Start of Block

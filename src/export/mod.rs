//! Export pipeline for paginated report data
//!
//! The export system is built on three main components:
//!
//! 1. **ReportSource**: Paginated access to report rows (HTTP client or mocks)
//! 2. **RecordSink**: The writing side, producing the encoded CSV file
//! 3. **ProgressTracker**: Real-time progress feedback
//!
//! The [`ExportPipeline`] orchestrates them: it asks the source for the total
//! row count, then fetches, reformats, and writes pages until the
//! continuation token runs out or the row budget is spent.

pub mod format;
pub mod pipeline;
pub mod progress;
pub mod sink;

pub use format::{format_rows, FormattedRow, HEADERS};
pub use pipeline::{ExportPipeline, ExportSummary};
pub use progress::ProgressTracker;
pub use sink::{CsvSink, FieldEncoder, OutputEncoding, RecordSink, UnmappablePolicy};
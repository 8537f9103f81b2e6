//! Field encoding for the output file
//!
//! The export targets legacy spreadsheet tooling that expects Shift_JIS.
//! Values are encoded one field at a time so an unencodable character can be
//! reported together with the column it appeared in.

use encoding_rs::{EncoderResult, SHIFT_JIS};
use serde::{Deserialize, Serialize};

use crate::error::{Result, SinkError};

/// Character encoding of the output file.
#[derive(Debug, Clone, Copy, PartialEq, Eq, Serialize, Deserialize)]
#[serde(rename_all = "snake_case")]
pub enum OutputEncoding {
    /// Shift_JIS, for legacy spreadsheet tooling.
    ShiftJis,
    /// Plain UTF-8 passthrough.
    Utf8,
}

/// What to do with a character the target encoding cannot represent.
#[derive(Debug, Clone, Copy, PartialEq, Eq, Serialize, Deserialize)]
#[serde(rename_all = "snake_case")]
pub enum UnmappablePolicy {
    /// Replace the character with `?`.
    Substitute,
    /// Abort the export.
    Fail,
}

/// Encodes individual field values into output bytes.
#[derive(Debug, Clone, Copy)]
pub struct FieldEncoder {
    encoding: OutputEncoding,
    policy: UnmappablePolicy,
}

impl FieldEncoder {
    pub fn new(encoding: OutputEncoding, policy: UnmappablePolicy) -> Self {
        Self { encoding, policy }
    }

    /// Encode one field value.
    ///
    /// # Arguments
    /// * `text` - Field value, already CSV-escaped
    /// * `field` - Column name, reported when encoding fails
    ///
    /// # Returns
    /// * `Result<Vec<u8>>` - Encoded bytes or error
    pub fn encode(&self, text: &str, field: &str) -> Result<Vec<u8>> {
        match self.encoding {
            OutputEncoding::Utf8 => Ok(text.as_bytes().to_vec()),
            OutputEncoding::ShiftJis => self.encode_shift_jis(text, field),
        }
    }

    fn encode_shift_jis(&self, text: &str, field: &str) -> Result<Vec<u8>> {
        let mut encoder = SHIFT_JIS.new_encoder();
        let capacity = encoder
            .max_buffer_length_from_utf8_without_replacement(text.len())
            .unwrap_or(text.len() * 2 + 16);

        let mut encoded = vec![0u8; capacity];
        let mut written = 0;
        let mut rest = text;

        loop {
            let (result, read, wrote) =
                encoder.encode_from_utf8_without_replacement(rest, &mut encoded[written..], true);
            written += wrote;
            rest = &rest[read..];

            match result {
                EncoderResult::InputEmpty => break,
                EncoderResult::OutputFull => {
                    let grown = encoded.len() * 2 + 16;
                    encoded.resize(grown, 0);
                }
                EncoderResult::Unmappable(character) => match self.policy {
                    UnmappablePolicy::Substitute => {
                        if written == encoded.len() {
                            encoded.resize(written + 16, 0);
                        }
                        encoded[written] = b'?';
                        written += 1;
                    }
                    UnmappablePolicy::Fail => {
                        return Err(SinkError::Unencodable {
                            character,
                            field: field.to_string(),
                        }
                        .into());
                    }
                },
            }
        }

        encoded.truncate(written);
        Ok(encoded)
    }
}
//! Response decoding for `batchGet` replies
//!
//! The API returns rows as positional dimension and metric arrays. Decoding
//! binds each one to named fields right away, so a malformed row is rejected
//! here instead of surfacing later while formatting output.

use serde::Deserialize;

use crate::error::{Result, RowError, SourceError};

use super::request::DIMENSIONS;

/* ===== Wire format ===== */

/// Top-level `batchGet` response body.
#[derive(Debug, Deserialize)]
#[serde(rename_all = "camelCase")]
pub struct GetReportsResponse {
    #[serde(default)]
    pub reports: Vec<Report>,
}

#[derive(Debug, Deserialize)]
#[serde(rename_all = "camelCase")]
pub struct Report {
    #[serde(default)]
    pub data: ReportData,
    #[serde(default)]
    pub next_page_token: Option<String>,
}

#[derive(Debug, Default, Deserialize)]
#[serde(rename_all = "camelCase")]
pub struct ReportData {
    #[serde(default)]
    pub rows: Vec<WireRow>,
    #[serde(default)]
    pub row_count: u64,
}

/// A row as the API sends it: positional value arrays.
#[derive(Debug, Deserialize)]
pub struct WireRow {
    #[serde(default)]
    pub dimensions: Vec<String>,
    #[serde(default)]
    pub metrics: Vec<MetricValues>,
}

#[derive(Debug, Deserialize)]
pub struct MetricValues {
    #[serde(default)]
    pub values: Vec<String>,
}

/* ===== Decoded types ===== */

/// A report row with dimensions bound to their names.
#[derive(Debug, Clone, PartialEq, Eq)]
pub struct ReportRow {
    pub date_hour_minute: String,
    pub hostname: String,
    pub page_path: String,
    pub source_medium: String,
    pub previous_page_path: String,
    /// Raw pageviews value exactly as returned by the API.
    pub pageviews: String,
}

impl ReportRow {
    fn from_wire(row: WireRow) -> Result<Self> {
        let dimensions: [String; 5] =
            row.dimensions
                .try_into()
                .map_err(|got: Vec<String>| RowError::MissingDimensions {
                    expected: DIMENSIONS.len(),
                    found: got.len(),
                })?;

        let pageviews = row
            .metrics
            .into_iter()
            .next()
            .and_then(|metric| metric.values.into_iter().next())
            .ok_or(RowError::MissingMetrics {
                expected: 1,
                found: 0,
            })?;

        let [date_hour_minute, hostname, page_path, source_medium, previous_page_path] = dimensions;

        Ok(Self {
            date_hour_minute,
            hostname,
            page_path,
            source_medium,
            previous_page_path,
            pageviews,
        })
    }
}

/// One decoded page of report data.
#[derive(Debug, Clone)]
pub struct ReportPage {
    pub rows: Vec<ReportRow>,
    /// Rows matching the query across all pages, not just this one.
    pub row_count: u64,
    /// Cursor for the next page, absent on the last one.
    pub next_page_token: Option<String>,
}

impl ReportPage {
    /// Decode the first report of a `batchGet` response.
    pub fn from_response(response: GetReportsResponse) -> Result<Self> {
        let report = response
            .reports
            .into_iter()
            .next()
            .ok_or(SourceError::EmptyResponse)?;

        let row_count = report.data.row_count;
        let rows = report
            .data
            .rows
            .into_iter()
            .map(ReportRow::from_wire)
            .collect::<Result<Vec<_>>>()?;

        // The API marks the last page with a missing token; an empty string
        // means the same thing.
        let next_page_token = report.next_page_token.filter(|token| !token.is_empty());

        Ok(Self {
            rows,
            row_count,
            next_page_token,
        })
    }
}
//! Analytics Reporting API access
//!
//! Three pieces: [`request`] builds `batchGet` bodies from a [`ReportQuery`],
//! [`response`] decodes replies into pages of named rows, and [`client`]
//! carries the exchange over HTTP.

pub mod client;
pub mod request;
pub mod response;

pub use client::{AnalyticsClient, ReportSource, REPORTING_ENDPOINT};
pub use request::{DimensionFilter, ReportQuery, PAGE_SIZE};
pub use response::{ReportPage, ReportRow};
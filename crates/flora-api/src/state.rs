//! Application state.

use std::sync::Arc;

use flora_ml_client::{MlClient, MlClientConfig, MlResult};

use crate::config::ApiConfig;

/// Shared application state.
#[derive(Clone)]
pub struct AppState {
    pub config: ApiConfig,
    pub ml: Arc<MlClient>,
}

impl AppState {
    /// Create application state from explicit configs.
    pub fn new(config: ApiConfig, ml_config: MlClientConfig) -> MlResult<Self> {
        let ml = MlClient::new(ml_config)?;
        Ok(Self {
            config,
            ml: Arc::new(ml),
        })
    }

    /// Create application state from environment variables.
    pub fn from_env(config: ApiConfig) -> MlResult<Self> {
        Self::new(config, MlClientConfig::from_env())
    }
}
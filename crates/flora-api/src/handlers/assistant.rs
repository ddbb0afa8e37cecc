//! Plant assistant handlers.

use axum::extract::rejection::JsonRejection;
use axum::Json;
use flora_models::{AssistantMessage, ChatRequest, GREETING};
use validator::Validate;

use crate::error::{ApiError, ApiResult};

/// GET /api/assistant
pub async fn greeting() -> Json<AssistantMessage> {
    Json(AssistantMessage::bot(GREETING))
}

/// POST /api/assistant
pub async fn ask_assistant(
    request: Result<Json<ChatRequest>, JsonRejection>,
) -> ApiResult<Json<AssistantMessage>> {
    let Json(request) = request.map_err(|e| ApiError::bad_request(e.body_text()))?;
    let request = request.trimmed();
    request
        .validate()
        .map_err(|e| ApiError::Validation(e.to_string()))?;

    Ok(Json(AssistantMessage::reply_to(&request.message)))
}
//! Health check handlers.

use std::time::Instant;

use axum::extract::State;
use axum::http::StatusCode;
use axum::Json;
use chrono::Utc;
use flora_ml_client::MlResult;
use serde::Serialize;

use crate::state::AppState;

/// GET /
pub async fn root() -> &'static str {
    "Server is running ✅"
}

/// Health response.
#[derive(Serialize)]
pub struct HealthResponse {
    pub status: String,
    pub version: String,
    pub timestamp: String,
}

/// Health check endpoint (liveness probe).
pub async fn health() -> Json<HealthResponse> {
    Json(HealthResponse {
        status: "healthy".to_string(),
        version: env!("CARGO_PKG_VERSION").to_string(),
        timestamp: Utc::now().to_rfc3339(),
    })
}

/// Readiness check response.
#[derive(Serialize)]
pub struct ReadinessResponse {
    pub status: String,
    pub checks: ReadinessChecks,
}

#[derive(Serialize)]
pub struct ReadinessChecks {
    pub disease_service: CheckStatus,
    pub crop_service: CheckStatus,
}

#[derive(Serialize)]
pub struct CheckStatus {
    pub status: String,
    #[serde(skip_serializing_if = "Option::is_none")]
    pub error: Option<String>,
    #[serde(skip_serializing_if = "Option::is_none")]
    pub latency_ms: Option<u64>,
}

impl CheckStatus {
    fn ok(latency_ms: u64) -> Self {
        Self {
            status: "ok".to_string(),
            error: None,
            latency_ms: Some(latency_ms),
        }
    }

    fn error(msg: impl Into<String>) -> Self {
        Self {
            status: "error".to_string(),
            error: Some(msg.into()),
            latency_ms: None,
        }
    }

    fn from_probe(result: MlResult<bool>, start: Instant) -> Self {
        match result {
            Ok(true) => Self::ok(start.elapsed().as_millis() as u64),
            Ok(false) => Self::error("service not healthy"),
            Err(e) => Self::error(e.to_string()),
        }
    }

    fn is_ok(&self) -> bool {
        self.status == "ok"
    }
}

/// Readiness check endpoint (readiness probe).
/// Probes both inference services.
pub async fn ready(
    State(state): State<AppState>,
) -> Result<Json<ReadinessResponse>, (StatusCode, Json<ReadinessResponse>)> {
    let disease_check = {
        let start = Instant::now();
        CheckStatus::from_probe(state.ml.disease_health().await, start)
    };

    let crop_check = {
        let start = Instant::now();
        CheckStatus::from_probe(state.ml.crop_health().await, start)
    };

    let all_ok = disease_check.is_ok() && crop_check.is_ok();

    let response = ReadinessResponse {
        status: if all_ok { "ready" } else { "degraded" }.to_string(),
        checks: ReadinessChecks {
            disease_service: disease_check,
            crop_service: crop_check,
        },
    };

    if all_ok {
        Ok(Json(response))
    } else {
        Err((StatusCode::SERVICE_UNAVAILABLE, Json(response)))
    }
}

End of Block

▶ **Your task**:
Write only the number of lines in the records that contain the string "MlClientConfig".

▶ **Solution**:
3